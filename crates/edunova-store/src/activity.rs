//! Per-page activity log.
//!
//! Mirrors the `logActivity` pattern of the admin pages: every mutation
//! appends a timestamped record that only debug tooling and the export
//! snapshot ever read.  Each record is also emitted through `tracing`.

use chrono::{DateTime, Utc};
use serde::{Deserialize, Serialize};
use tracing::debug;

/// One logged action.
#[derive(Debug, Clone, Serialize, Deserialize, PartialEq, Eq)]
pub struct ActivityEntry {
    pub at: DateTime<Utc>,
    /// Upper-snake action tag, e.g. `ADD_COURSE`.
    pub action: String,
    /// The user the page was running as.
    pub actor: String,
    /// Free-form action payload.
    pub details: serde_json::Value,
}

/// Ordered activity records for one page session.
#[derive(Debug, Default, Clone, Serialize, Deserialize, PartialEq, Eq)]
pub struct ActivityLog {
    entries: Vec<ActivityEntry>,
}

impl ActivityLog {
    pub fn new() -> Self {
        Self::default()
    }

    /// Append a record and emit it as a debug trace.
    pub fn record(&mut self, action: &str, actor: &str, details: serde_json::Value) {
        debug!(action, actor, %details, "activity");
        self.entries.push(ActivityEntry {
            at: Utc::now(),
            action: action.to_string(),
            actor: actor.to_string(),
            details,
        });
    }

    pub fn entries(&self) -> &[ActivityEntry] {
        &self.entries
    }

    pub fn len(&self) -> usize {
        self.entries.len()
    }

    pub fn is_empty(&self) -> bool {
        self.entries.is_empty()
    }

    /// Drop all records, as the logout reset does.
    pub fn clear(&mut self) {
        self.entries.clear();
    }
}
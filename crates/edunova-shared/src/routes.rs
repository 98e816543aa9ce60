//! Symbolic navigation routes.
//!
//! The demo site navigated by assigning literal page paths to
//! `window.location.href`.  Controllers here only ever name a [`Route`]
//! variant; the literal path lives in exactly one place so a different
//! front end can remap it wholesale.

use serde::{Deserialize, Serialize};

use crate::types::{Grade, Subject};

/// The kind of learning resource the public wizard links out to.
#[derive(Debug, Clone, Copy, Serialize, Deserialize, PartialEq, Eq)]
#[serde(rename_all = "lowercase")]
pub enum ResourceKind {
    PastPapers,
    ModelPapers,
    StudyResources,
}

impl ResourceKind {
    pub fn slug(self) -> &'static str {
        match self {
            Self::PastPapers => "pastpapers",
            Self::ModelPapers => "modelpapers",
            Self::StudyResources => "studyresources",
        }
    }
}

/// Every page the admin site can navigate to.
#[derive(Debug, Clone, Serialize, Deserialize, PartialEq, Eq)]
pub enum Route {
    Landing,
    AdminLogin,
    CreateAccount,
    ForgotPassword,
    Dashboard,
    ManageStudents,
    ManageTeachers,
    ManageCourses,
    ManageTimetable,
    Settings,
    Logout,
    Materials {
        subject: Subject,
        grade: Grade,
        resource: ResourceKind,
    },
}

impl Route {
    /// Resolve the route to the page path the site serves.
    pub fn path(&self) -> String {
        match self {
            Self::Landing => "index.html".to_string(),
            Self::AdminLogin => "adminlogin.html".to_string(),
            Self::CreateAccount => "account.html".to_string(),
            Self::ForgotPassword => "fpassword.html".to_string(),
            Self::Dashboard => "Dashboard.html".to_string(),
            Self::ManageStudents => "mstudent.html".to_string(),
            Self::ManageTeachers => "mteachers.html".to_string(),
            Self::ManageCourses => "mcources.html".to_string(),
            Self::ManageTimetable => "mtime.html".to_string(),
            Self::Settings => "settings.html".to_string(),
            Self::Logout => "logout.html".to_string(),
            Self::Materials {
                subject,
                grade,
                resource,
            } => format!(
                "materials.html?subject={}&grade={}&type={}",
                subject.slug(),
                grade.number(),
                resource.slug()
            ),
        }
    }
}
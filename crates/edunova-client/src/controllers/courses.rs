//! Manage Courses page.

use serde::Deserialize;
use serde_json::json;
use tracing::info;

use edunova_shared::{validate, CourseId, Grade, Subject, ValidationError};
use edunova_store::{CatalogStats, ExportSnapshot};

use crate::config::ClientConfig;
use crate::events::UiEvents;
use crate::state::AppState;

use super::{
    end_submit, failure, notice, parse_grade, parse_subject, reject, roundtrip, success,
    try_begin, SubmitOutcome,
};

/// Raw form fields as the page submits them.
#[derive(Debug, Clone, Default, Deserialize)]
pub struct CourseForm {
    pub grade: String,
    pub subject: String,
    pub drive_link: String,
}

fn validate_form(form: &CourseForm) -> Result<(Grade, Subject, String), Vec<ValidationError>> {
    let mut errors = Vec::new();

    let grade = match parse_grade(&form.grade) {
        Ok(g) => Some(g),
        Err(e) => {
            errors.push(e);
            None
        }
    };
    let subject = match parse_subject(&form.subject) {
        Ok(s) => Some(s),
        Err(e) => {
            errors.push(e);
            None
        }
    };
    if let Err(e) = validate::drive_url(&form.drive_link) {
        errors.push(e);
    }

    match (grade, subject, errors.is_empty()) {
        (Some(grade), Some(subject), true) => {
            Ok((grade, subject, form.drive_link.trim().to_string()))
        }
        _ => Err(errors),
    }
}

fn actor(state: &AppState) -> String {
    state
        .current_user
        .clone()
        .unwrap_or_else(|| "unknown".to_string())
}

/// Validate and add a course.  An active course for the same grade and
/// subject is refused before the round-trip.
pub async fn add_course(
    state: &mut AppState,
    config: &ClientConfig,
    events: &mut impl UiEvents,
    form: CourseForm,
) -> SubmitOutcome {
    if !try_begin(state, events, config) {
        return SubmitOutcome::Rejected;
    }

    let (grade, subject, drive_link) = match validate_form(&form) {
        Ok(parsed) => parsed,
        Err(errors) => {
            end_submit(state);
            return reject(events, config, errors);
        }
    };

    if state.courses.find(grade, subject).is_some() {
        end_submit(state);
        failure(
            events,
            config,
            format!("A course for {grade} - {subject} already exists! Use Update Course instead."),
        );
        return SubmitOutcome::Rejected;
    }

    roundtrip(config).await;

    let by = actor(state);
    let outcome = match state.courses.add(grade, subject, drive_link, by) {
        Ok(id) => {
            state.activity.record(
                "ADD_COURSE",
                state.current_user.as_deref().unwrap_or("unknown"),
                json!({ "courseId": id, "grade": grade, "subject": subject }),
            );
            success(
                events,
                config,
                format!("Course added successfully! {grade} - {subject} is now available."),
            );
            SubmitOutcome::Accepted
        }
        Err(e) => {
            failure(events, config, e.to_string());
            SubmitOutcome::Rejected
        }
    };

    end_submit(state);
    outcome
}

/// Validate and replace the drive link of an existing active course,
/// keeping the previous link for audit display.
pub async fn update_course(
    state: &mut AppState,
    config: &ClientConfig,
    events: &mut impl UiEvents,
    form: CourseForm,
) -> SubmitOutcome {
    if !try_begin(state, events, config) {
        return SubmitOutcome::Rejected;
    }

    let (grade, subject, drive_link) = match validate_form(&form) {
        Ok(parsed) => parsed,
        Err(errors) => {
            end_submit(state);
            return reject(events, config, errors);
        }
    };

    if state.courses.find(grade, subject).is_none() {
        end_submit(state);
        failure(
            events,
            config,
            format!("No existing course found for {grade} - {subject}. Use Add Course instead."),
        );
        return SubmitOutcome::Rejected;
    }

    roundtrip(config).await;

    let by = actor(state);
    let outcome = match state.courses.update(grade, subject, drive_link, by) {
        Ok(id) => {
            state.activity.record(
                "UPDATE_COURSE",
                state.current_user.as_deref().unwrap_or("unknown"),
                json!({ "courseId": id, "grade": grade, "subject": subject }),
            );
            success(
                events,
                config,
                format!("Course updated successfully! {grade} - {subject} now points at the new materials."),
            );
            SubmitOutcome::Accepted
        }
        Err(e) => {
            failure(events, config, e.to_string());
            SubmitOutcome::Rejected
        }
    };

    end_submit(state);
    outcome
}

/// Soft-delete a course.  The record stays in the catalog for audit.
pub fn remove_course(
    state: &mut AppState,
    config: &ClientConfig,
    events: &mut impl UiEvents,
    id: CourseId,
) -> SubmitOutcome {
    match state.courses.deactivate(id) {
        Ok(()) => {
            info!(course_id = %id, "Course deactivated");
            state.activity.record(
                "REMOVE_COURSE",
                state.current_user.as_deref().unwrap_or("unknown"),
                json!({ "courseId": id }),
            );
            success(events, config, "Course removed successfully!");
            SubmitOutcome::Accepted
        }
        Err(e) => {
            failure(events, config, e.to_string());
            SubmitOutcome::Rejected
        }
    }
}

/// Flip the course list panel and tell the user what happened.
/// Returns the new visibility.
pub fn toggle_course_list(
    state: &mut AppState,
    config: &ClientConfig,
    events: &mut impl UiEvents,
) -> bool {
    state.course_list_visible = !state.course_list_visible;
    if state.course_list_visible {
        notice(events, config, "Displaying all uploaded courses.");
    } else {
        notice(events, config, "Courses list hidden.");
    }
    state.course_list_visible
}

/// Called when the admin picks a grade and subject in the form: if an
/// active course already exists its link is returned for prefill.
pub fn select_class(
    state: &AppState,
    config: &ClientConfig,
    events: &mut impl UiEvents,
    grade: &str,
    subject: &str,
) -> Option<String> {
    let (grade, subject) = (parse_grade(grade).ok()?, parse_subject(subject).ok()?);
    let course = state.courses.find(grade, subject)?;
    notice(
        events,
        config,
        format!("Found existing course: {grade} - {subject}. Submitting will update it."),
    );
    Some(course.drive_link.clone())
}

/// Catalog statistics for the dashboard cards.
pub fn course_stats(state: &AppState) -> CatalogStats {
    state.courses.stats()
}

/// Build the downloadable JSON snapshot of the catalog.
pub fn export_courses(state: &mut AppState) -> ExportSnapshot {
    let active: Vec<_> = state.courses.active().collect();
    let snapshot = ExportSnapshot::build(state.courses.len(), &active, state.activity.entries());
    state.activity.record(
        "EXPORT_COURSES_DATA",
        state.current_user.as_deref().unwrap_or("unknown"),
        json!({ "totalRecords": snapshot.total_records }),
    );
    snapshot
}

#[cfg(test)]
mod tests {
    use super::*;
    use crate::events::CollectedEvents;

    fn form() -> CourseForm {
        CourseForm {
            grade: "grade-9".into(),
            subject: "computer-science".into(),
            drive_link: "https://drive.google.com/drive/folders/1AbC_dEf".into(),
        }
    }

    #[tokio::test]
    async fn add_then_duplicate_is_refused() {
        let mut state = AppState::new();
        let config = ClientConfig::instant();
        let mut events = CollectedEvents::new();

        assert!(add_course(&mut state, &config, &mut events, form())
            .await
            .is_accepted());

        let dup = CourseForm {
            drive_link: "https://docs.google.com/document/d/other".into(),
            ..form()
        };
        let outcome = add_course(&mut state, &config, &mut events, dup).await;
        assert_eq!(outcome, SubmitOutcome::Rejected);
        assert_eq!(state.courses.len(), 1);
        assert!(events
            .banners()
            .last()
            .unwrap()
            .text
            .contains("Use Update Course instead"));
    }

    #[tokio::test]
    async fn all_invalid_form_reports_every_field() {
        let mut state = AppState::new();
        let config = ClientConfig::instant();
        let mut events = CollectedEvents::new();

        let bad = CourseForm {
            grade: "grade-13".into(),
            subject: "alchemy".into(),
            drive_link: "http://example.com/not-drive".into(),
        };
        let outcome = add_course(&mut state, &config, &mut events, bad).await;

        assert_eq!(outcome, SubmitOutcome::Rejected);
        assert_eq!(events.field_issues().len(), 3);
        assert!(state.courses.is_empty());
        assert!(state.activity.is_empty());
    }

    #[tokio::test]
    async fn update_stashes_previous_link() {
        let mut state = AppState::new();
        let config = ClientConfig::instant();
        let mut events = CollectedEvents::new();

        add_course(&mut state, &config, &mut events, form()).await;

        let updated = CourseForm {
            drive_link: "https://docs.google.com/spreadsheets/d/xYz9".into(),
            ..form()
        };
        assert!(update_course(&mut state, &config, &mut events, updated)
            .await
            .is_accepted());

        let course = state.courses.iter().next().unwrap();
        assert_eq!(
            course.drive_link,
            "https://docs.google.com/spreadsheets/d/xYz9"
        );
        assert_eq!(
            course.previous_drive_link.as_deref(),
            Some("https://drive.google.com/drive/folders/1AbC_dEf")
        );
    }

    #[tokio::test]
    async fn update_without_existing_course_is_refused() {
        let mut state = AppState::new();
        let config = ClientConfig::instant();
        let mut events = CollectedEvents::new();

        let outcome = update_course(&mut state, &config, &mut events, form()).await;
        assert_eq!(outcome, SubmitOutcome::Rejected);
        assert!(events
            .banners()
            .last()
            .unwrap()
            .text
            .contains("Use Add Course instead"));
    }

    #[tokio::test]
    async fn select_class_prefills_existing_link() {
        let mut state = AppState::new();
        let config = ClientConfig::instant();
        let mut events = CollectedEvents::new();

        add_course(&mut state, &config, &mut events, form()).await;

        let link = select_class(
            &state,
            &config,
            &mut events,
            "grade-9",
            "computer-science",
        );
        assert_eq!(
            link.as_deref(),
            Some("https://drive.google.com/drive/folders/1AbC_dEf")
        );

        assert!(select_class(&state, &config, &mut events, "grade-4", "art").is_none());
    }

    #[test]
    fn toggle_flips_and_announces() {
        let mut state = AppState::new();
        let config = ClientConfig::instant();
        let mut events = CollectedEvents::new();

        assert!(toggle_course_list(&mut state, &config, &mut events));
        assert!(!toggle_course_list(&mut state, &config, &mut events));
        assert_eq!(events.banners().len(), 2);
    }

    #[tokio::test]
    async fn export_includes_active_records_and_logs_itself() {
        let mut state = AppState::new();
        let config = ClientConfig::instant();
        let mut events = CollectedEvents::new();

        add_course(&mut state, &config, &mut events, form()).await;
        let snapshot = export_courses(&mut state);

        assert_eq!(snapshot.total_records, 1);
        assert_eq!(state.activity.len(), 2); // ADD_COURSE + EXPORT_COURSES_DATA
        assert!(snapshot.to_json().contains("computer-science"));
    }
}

^^^^^^^^^^^^^^^^

Go line by line through the data above and report each one that holds the string "struct".

pub struct ActivityEntry {
pub struct ActivityLog {
pub struct CourseForm {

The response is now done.